= 1981 Kentucky elections =

A general election was held in the U.S. state of Kentucky on November 3, 1981. The primary election for all offices was held on May 26, 1981.

==State offices==
===Kentucky Senate===

Results by district

The Kentucky Senate consists of 38 members. In 1981, half of the chamber (all even-numbered districts) was up for election. Democrats maintained their majority, without gaining or losing any seats. In 1981, senators were elected to five-year terms in order to move future elections to even-numbered years.
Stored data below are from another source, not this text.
//! Given steps for daily rollover scenarios.

use super::world::{RolloverWorld, run_async};
use eyre::WrapErr;
use rstest_bdd_macros::given;
use worklog::worklog::{domain::TableKind, services::RecordCommitRequest};

#[given("a worklog with a daily threshold of {hours:f64} hours")]
fn worklog_with_threshold(world: &mut RolloverWorld, hours: f64) -> Result<(), eyre::Report> {
    world.start(hours)
}

#[given(r#"a commit for "{task}" logging {hours:f64} hours with message "{message}""#)]
fn commit_logged(
    world: &mut RolloverWorld,
    task: String,
    hours: f64,
    message: String,
) -> Result<(), eyre::Report> {
    let request = RecordCommitRequest::new(task)
        .with_message(message)
        .with_hours(hours);
    run_async(world.app()?.aggregator.record_commit(request)).wrap_err("record commit")?;
    Ok(())
}

#[given("appends to the archive table fail")]
fn archive_appends_fail(world: &mut RolloverWorld) {
    world.store.fail_appends_to(TableKind::Archive);
}
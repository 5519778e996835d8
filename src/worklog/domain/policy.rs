//! Merge-key and field-retention policy for the daily table.

use super::{TaskEntry, TaskName};
use chrono::NaiveDate;
use serde::{Deserialize, Serialize};

/// How inbound task names are compared with existing daily rows.
#[derive(Debug, Clone, Copy, Default, PartialEq, Eq, Hash, Serialize, Deserialize)]
#[serde(rename_all = "snake_case")]
pub enum TaskNameMatching {
    /// `"Fix Bug"` and `"fix bug"` address the same row.
    #[default]
    CaseInsensitive,
    /// Task names must match exactly.
    CaseSensitive,
}

impl TaskNameMatching {
    /// Returns `true` when both names address the same row.
    #[must_use]
    pub fn matches(self, existing: &TaskName, incoming: &TaskName) -> bool {
        match self {
            Self::CaseInsensitive => existing.folded() == incoming.folded(),
            Self::CaseSensitive => existing == incoming,
        }
    }
}

/// Which branch a merged row keeps.
#[derive(Debug, Clone, Copy, Default, PartialEq, Eq, Hash, Serialize, Deserialize)]
#[serde(rename_all = "snake_case")]
pub enum BranchRetention {
    /// Every merge overwrites the branch.
    #[default]
    LatestWins,
    /// The branch of the first commit of the day is kept.
    FirstWins,
}

/// Merge policy applied by the task aggregator.
#[derive(Debug, Clone, Copy, Default, PartialEq, Eq, Hash, Serialize, Deserialize)]
pub struct MergePolicy {
    /// Task name comparison.
    #[serde(default)]
    pub task_name_matching: TaskNameMatching,
    /// Branch retention on merge.
    #[serde(default)]
    pub branch_retention: BranchRetention,
}

impl MergePolicy {
    /// Returns `true` when `entry` is the row for `(date, task_name)`.
    #[must_use]
    pub fn is_same_entry(&self, entry: &TaskEntry, date: NaiveDate, task_name: &TaskName) -> bool {
        entry.date() == date
            && self
                .task_name_matching
                .matches(entry.task_name(), task_name)
    }
}
//! Tracing subscriber setup for the `worklog` binary.

use tracing_subscriber::{EnvFilter, fmt, prelude::*, util::TryInitError};

/// Filter applied when `RUST_LOG` is unset, empty or invalid.
pub const DEFAULT_FILTER: &str = "info";

/// Builds the level filter from a raw `RUST_LOG` value.
///
/// Blank, oversized or unparseable directives fall back to
/// [`DEFAULT_FILTER`] so a bad environment never stops the service.
#[must_use]
pub fn filter_from(raw: Option<&str>) -> EnvFilter {
    raw.map(str::trim)
        .filter(|directives| !directives.is_empty() && directives.len() <= 4096)
        .and_then(|directives| EnvFilter::try_new(directives).ok())
        .unwrap_or_else(|| EnvFilter::new(DEFAULT_FILTER))
}

/// Installs the global subscriber: `RUST_LOG` filter plus the fmt layer.
///
/// # Errors
///
/// Returns [`TryInitError`] when a global subscriber is already installed.
pub fn init() -> Result<(), TryInitError> {
    let raw = std::env::var("RUST_LOG").ok();
    tracing_subscriber::registry()
        .with(fmt::layer().with_target(true))
        .with(filter_from(raw.as_deref()))
        .try_init()
}

#[cfg(test)]
mod tests {
    use super::*;
    use rstest::rstest;

    #[rstest]
    #[case::unset(None, "info")]
    #[case::blank(Some("   "), "info")]
    #[case::valid(Some("worklog=debug"), "worklog=debug")]
    fn filter_falls_back_to_info(#[case] raw: Option<&str>, #[case] expected: &str) {
        assert_eq!(filter_from(raw).to_string(), expected);
    }
}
===Kentucky House of Representatives===
All 100 seats in the Kentucky House of Representatives were up for election in 1981. Democrats maintained their majority, gaining one seat. In 1981, representatives were elected to three-year terms in order to move future elections to even-numbered years.

===Judicial elections===
All judges of the Kentucky District Courts were elected in non-partisan elections to four-year terms.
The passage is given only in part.